** Opening Extracted data block **

use super::types::{AttachStatus, AttachedFile, FileStatus};
use crate::utils::file_size::format_size;
use glob::Pattern;
use ignore::Walk;
use std::path::Path;

pub const DEFAULT_MAX_FILE_SIZE: u64 = 50 * 1024 * 1024;

pub const DEFAULT_EXTENSIONS: [&str; 13] = [
    "pdf", "doc", "docx", "zip", "odt", "ods", "odp", "png", "jpg", "jpeg", "xlsx", "xls", "txt",
];

pub const DEFAULT_IGNORED: [&str; 4] = [".DS_Store", "Thumbs.db", "~$*", "*.tmp"];

/// Decides which picked files may be attached.
#[derive(Debug, Clone)]
pub struct FileFilter {
    allowed_extensions: Vec<String>,
    ignored: Vec<Pattern>,
    max_file_size: u64,
}

impl Default for FileFilter {
    fn default() -> Self {
        Self::new(
            DEFAULT_EXTENSIONS.iter().map(|e| e.to_string()).collect(),
            &DEFAULT_IGNORED.iter().map(|p| p.to_string()).collect::<Vec<_>>(),
            DEFAULT_MAX_FILE_SIZE,
        )
    }
}

impl FileFilter {
    /// Invalid glob patterns are logged and dropped.
    pub fn new(allowed_extensions: Vec<String>, ignored: &[String], max_file_size: u64) -> Self {
        let ignored = ignored
            .iter()
            .filter_map(|raw| match Pattern::new(raw) {
                Ok(pattern) => Some(pattern),
                Err(e) => {
                    tracing::warn!(pattern = %raw, error = %e, "ignoring invalid file pattern");
                    None
                }
            })
            .collect();

        Self {
            allowed_extensions: allowed_extensions
                .into_iter()
                .map(|e| e.trim_start_matches('.').to_lowercase())
                .collect(),
            ignored,
            max_file_size,
        }
    }

    /// Same limits, different set of accepted extensions.
    pub fn with_extensions(&self, extensions: &[&str]) -> Self {
        Self {
            allowed_extensions: extensions.iter().map(|e| e.to_lowercase()).collect(),
            ignored: self.ignored.clone(),
            max_file_size: self.max_file_size,
        }
    }

    pub fn allowed_extensions(&self) -> &[String] {
        &self.allowed_extensions
    }

    /// Returns the reason a file is rejected, if any.
    pub fn rejection(&self, file: &AttachedFile) -> Option<String> {
        if self.ignored.iter().any(|p| p.matches(&file.name)) {
            return Some("Ignored file".to_string());
        }

        match file.extension() {
            Some(ext) if self.allowed_extensions.contains(&ext) => {}
            _ => return Some("Unsupported file type".to_string()),
        }

        if file.size > self.max_file_size {
            return Some(format!(
                "File is larger than {}",
                format_size(self.max_file_size)
            ));
        }

        None
    }

    /// Splits `files` into accepted files and a status line for every input.
    pub fn partition(&self, files: Vec<AttachedFile>) -> (Vec<AttachedFile>, Vec<FileStatus>) {
        let mut accepted = Vec::new();
        let mut statuses = Vec::with_capacity(files.len());

        for file in files {
            match self.rejection(&file) {
                Some(reason) => {
                    tracing::info!(file = %file.name, %reason, "skipping file");
                    statuses.push(FileStatus {
                        name: file.name,
                        status: AttachStatus::Skipped(reason),
                    });
                }
                None => {
                    statuses.push(FileStatus {
                        name: file.name.clone(),
                        status: AttachStatus::Attached,
                    });
                    accepted.push(file);
                }
            }
        }

        (accepted, statuses)
    }

    /// Every file below `folder`, honouring `.gitignore` rules, in walk order.
    pub fn collect_folder(&self, folder: &Path) -> Vec<AttachedFile> {
        let mut files = Vec::new();
        for entry in Walk::new(folder) {
            match entry {
                Ok(entry) if entry.path().is_file() => match AttachedFile::from_path(entry.path()) {
                    Ok(file) => files.push(file),
                    Err(e) => {
                        tracing::warn!(path = %entry.path().display(), error = %e, "cannot read file")
                    }
                },
                Ok(_) => {}
                Err(e) => tracing::warn!(error = %e, "error while walking folder"),
            }
        }
        files
    }
}

#[cfg(test)]
mod tests {
    use super::*;
    use pretty_assertions::assert_eq;

    #[test]
    fn accepts_known_extensions_case_insensitively() {
        let filter = FileFilter::default();
        assert_eq!(filter.rejection(&AttachedFile::new("/tmp/Konzept.PDF", 10)), None);
        assert_eq!(
            filter.rejection(&AttachedFile::new("/tmp/run.exe", 10)),
            Some("Unsupported file type".to_string())
        );
        assert_eq!(
            filter.rejection(&AttachedFile::new("/tmp/README", 10)),
            Some("Unsupported file type".to_string())
        );
    }

    #[test]
    fn rejects_ignored_and_oversized_files() {
        let filter = FileFilter::new(vec![".pdf".into(), "docx".into()], &["~$*".into()], 100);
        assert_eq!(
            filter.rejection(&AttachedFile::new("/tmp/~$draft.docx", 1)),
            Some("Ignored file".to_string())
        );
        assert_eq!(
            filter.rejection(&AttachedFile::new("/tmp/big.pdf", 101)),
            Some("File is larger than 100 B".to_string())
        );
    }

    #[test]
    fn partition_reports_every_file() {
        let filter = FileFilter::default();
        let (accepted, statuses) = filter.partition(vec![
            AttachedFile::new("/a/one.pdf", 1),
            AttachedFile::new("/a/two.sh", 1),
        ]);
        assert_eq!(accepted, vec![AttachedFile::new("/a/one.pdf", 1)]);
        assert_eq!(statuses[0].status, AttachStatus::Attached);
        assert_eq!(
            statuses[1].status,
            AttachStatus::Skipped("Unsupported file type".to_string())
        );
    }

    #[test]
    fn collects_files_from_folder() {
        let dir = tempfile::tempdir().unwrap();
        std::fs::write(dir.path().join("a.pdf"), b"%PDF").unwrap();
        std::fs::create_dir(dir.path().join("sub")).unwrap();
        std::fs::write(dir.path().join("sub").join("b.docx"), b"PK").unwrap();

        let mut names: Vec<String> = FileFilter::default()
            .collect_folder(dir.path())
            .into_iter()
            .map(|f| f.name)
            .collect();
        names.sort();
        assert_eq!(names, vec!["a.pdf".to_string(), "b.docx".to_string()]);
    }
}
use super::categories::{CategoryError, CategoryRegistry};
use super::form::{FormState, Institution, ProjectType};
use super::submission::{
    interpret, now_timestamp, Submission, SubmissionFailure, SubmissionReceipt,
};
use crate::files::{AttachedFile, FileFilter, FileStatus};
use crate::service::{ServiceError, UploadRequest, UploadResponse, UploadService};
use crate::wizard::{Wizard, WizardError, WizardStep};
use std::path::Path;
use thiserror::Error;

#[derive(Debug, Clone, Copy, PartialEq, Eq)]
pub enum WorkflowStep {
    Institution,
    ProjectType,
    Form,
    ExistingProject,
    Confirmation,
}

impl WizardStep for WorkflowStep {
    fn initial() -> Self {
        WorkflowStep::Institution
    }

    fn allows(from: Self, to: Self) -> bool {
        use WorkflowStep::*;
        matches!(
            (from, to),
            (Institution, ProjectType)
                | (ProjectType, Form)
                | (ProjectType, ExistingProject)
                | (ProjectType, Institution)
                | (Form, ProjectType)
                | (ExistingProject, ProjectType)
                | (Form, Confirmation)
        )
    }
}

#[derive(Debug, Error, PartialEq, Eq)]
pub enum PortalError {
    #[error(transparent)]
    Wizard(#[from] WizardError),
    #[error(transparent)]
    Category(#[from] CategoryError),
    #[error(transparent)]
    Submission(#[from] SubmissionFailure),
}

#[derive(Debug, Clone)]
pub struct PortalData {
    pub institution: Option<Institution>,
    pub project_type: Option<ProjectType>,
    pub form: FormState,
    pub categories: CategoryRegistry,
    pub receipt: Option<SubmissionReceipt>,
}

/// Drives the document portal: institution, project type, form, confirmation.
#[derive(Debug, Clone)]
pub struct PortalController {
    wizard: Wizard<WorkflowStep, PortalData>,
    filter: FileFilter,
    default_institution: Institution,
}

impl Default for PortalController {
    fn default() -> Self {
        Self::new(
            CategoryRegistry::default(),
            FileFilter::default(),
            Institution::University,
        )
    }
}

impl PortalController {
    pub fn new(
        categories: CategoryRegistry,
        filter: FileFilter,
        default_institution: Institution,
    ) -> Self {
        Self {
            wizard: Wizard::new(PortalData {
                institution: None,
                project_type: None,
                form: FormState::default(),
                categories,
                receipt: None,
            }),
            filter,
            default_institution,
        }
    }

    pub fn step(&self) -> WorkflowStep {
        self.wizard.step()
    }

    pub fn institution(&self) -> Option<Institution> {
        self.wizard.payload().institution
    }

    pub fn project_type(&self) -> Option<ProjectType> {
        self.wizard.payload().project_type
    }

    pub fn form(&self) -> &FormState {
        &self.wizard.payload().form
    }

    pub fn form_mut(&mut self) -> &mut FormState {
        &mut self.wizard.payload_mut().form
    }

    pub fn categories(&self) -> &CategoryRegistry {
        &self.wizard.payload().categories
    }

    pub fn filter(&self) -> &FileFilter {
        &self.filter
    }

    pub fn errors(&self) -> &[String] {
        self.wizard.errors()
    }

    pub fn warnings(&self) -> &[String] {
        self.wizard.warnings()
    }

    pub fn is_submitting(&self) -> bool {
        self.wizard.is_in_flight()
    }

    pub fn receipt(&self) -> Option<&SubmissionReceipt> {
        self.wizard.payload().receipt.as_ref()
    }

    /// Picking an institution clears any project type chosen before.
    pub fn select_institution(&mut self, institution: Institution) -> Result<(), PortalError> {
        self.wizard.require_step(WorkflowStep::Institution)?;
        self.wizard.transition(WorkflowStep::ProjectType)?;
        let data = self.wizard.payload_mut();
        data.institution = Some(institution);
        data.project_type = None;
        Ok(())
    }

    pub fn select_project_type(&mut self, project_type: ProjectType) -> Result<(), PortalError> {
        self.wizard.require_step(WorkflowStep::ProjectType)?;
        let next = match project_type {
            ProjectType::New => WorkflowStep::Form,
            ProjectType::Existing => WorkflowStep::ExistingProject,
        };
        self.wizard.transition(next)?;
        self.wizard.payload_mut().project_type = Some(project_type);
        Ok(())
    }

    /// Only the form and the existing-project page lead back to the project type.
    pub fn back_to_project_type(&mut self) -> Result<(), PortalError> {
        self.ensure_idle()?;
        match self.step() {
            WorkflowStep::Form | WorkflowStep::ExistingProject => {}
            from => {
                return Err(WizardError::InvalidTransition {
                    from: format!("{:?}", from),
                    to: format!("{:?}", WorkflowStep::ProjectType),
                }
                .into())
            }
        }
        self.wizard.transition(WorkflowStep::ProjectType)?;
        self.wizard.payload_mut().project_type = None;
        Ok(())
    }

    pub fn back_to_institution(&mut self) -> Result<(), PortalError> {
        self.ensure_idle()?;
        self.wizard.require_step(WorkflowStep::ProjectType)?;
        self.wizard.transition(WorkflowStep::Institution)?;
        let data = self.wizard.payload_mut();
        data.institution = None;
        data.project_type = None;
        Ok(())
    }

    fn ensure_idle(&self) -> Result<(), WizardError> {
        if self.wizard.is_in_flight() {
            Err(WizardError::Busy)
        } else {
            Ok(())
        }
    }

    pub fn add_files(
        &mut self,
        category: &str,
        files: Vec<AttachedFile>,
    ) -> Result<Vec<FileStatus>, PortalError> {
        let filter = &self.filter;
        let statuses = self
            .wizard
            .payload_mut()
            .categories
            .add_files(category, files, filter)?;
        Ok(statuses)
    }

    pub fn add_folder(
        &mut self,
        category: &str,
        folder: &Path,
    ) -> Result<Vec<FileStatus>, PortalError> {
        tracing::info!(category, folder = %folder.display(), "attaching folder");
        let files = self.filter.collect_folder(folder);
        self.add_files(category, files)
    }

    pub fn remove_file(&mut self, category: &str, index: usize) -> Result<AttachedFile, PortalError> {
        Ok(self
            .wizard
            .payload_mut()
            .categories
            .remove_file(category, index)?)
    }

    /// Validates the form and marks the submission as running.
    ///
    /// Validation failures replace the error list and leave the portal idle, so nothing is sent.
    pub fn begin_submit(&mut self) -> Result<UploadRequest, PortalError> {
        self.wizard.require_step(WorkflowStep::Form)?;
        self.ensure_idle()?;

        let data = self.wizard.payload();
        let submission = Submission {
            form: &data.form,
            categories: &data.categories,
            institution: data.institution.unwrap_or(self.default_institution),
            project_type: data.project_type,
        };

        match submission.prepare(now_timestamp()) {
            Ok(request) => {
                tracing::info!(
                    email = %request.email,
                    title = %request.project_title,
                    institution = request.institution.as_str(),
                    project_type = ?request.project_type,
                    categories = data.categories.iter().count(),
                    total_files = request.files.len(),
                    "starting form submission"
                );
                self.wizard.begin_operation()?;
                self.wizard.clear_messages();
                Ok(request)
            }
            Err(failure) => {
                self.wizard
                    .set_messages(failure.messages(), failure.warnings());
                Err(failure.into())
            }
        }
    }

    /// Applies the upload outcome. The submitting flag is cleared on every path.
    pub fn complete_submit(
        &mut self,
        outcome: Result<UploadResponse, ServiceError>,
    ) -> Result<(), PortalError> {
        self.wizard.finish_operation();
        let result = interpret(outcome);
        tracing::info!("form submission finished");

        match result {
            Ok(receipt) => {
                self.wizard.transition(WorkflowStep::Confirmation)?;
                self.wizard.clear_messages();
                self.wizard.payload_mut().receipt = Some(receipt);
                Ok(())
            }
            Err(failure) => {
                self.wizard.set_messages(failure.messages(), Vec::new());
                Err(failure.into())
            }
        }
    }

    pub async fn submit(&mut self, service: &dyn UploadService) -> Result<(), PortalError> {
        let request = self.begin_submit()?;
        let outcome = service.upload(&request).await;
        self.complete_submit(outcome)
    }

    /// Starts another upload after a confirmation, keeping the category definitions.
    pub fn new_upload(&mut self) -> Result<(), PortalError> {
        self.wizard.require_step(WorkflowStep::Confirmation)?;
        let mut categories = self.wizard.payload().categories.clone();
        categories.clear_files();
        self.wizard.reset_to(
            WorkflowStep::ProjectType,
            PortalData {
                institution: Some(self.default_institution),
                project_type: None,
                form: FormState::default(),
                categories,
                receipt: None,
            },
        )?;
        Ok(())
    }
}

** Closing Extracted data block **

■ **Work to be completed**:
Find every line above where the word "larger" occurs, and copy that line.

■ **Answer to this task**:
                "File is larger than {}",
            Some("File is larger than 100 B".to_string())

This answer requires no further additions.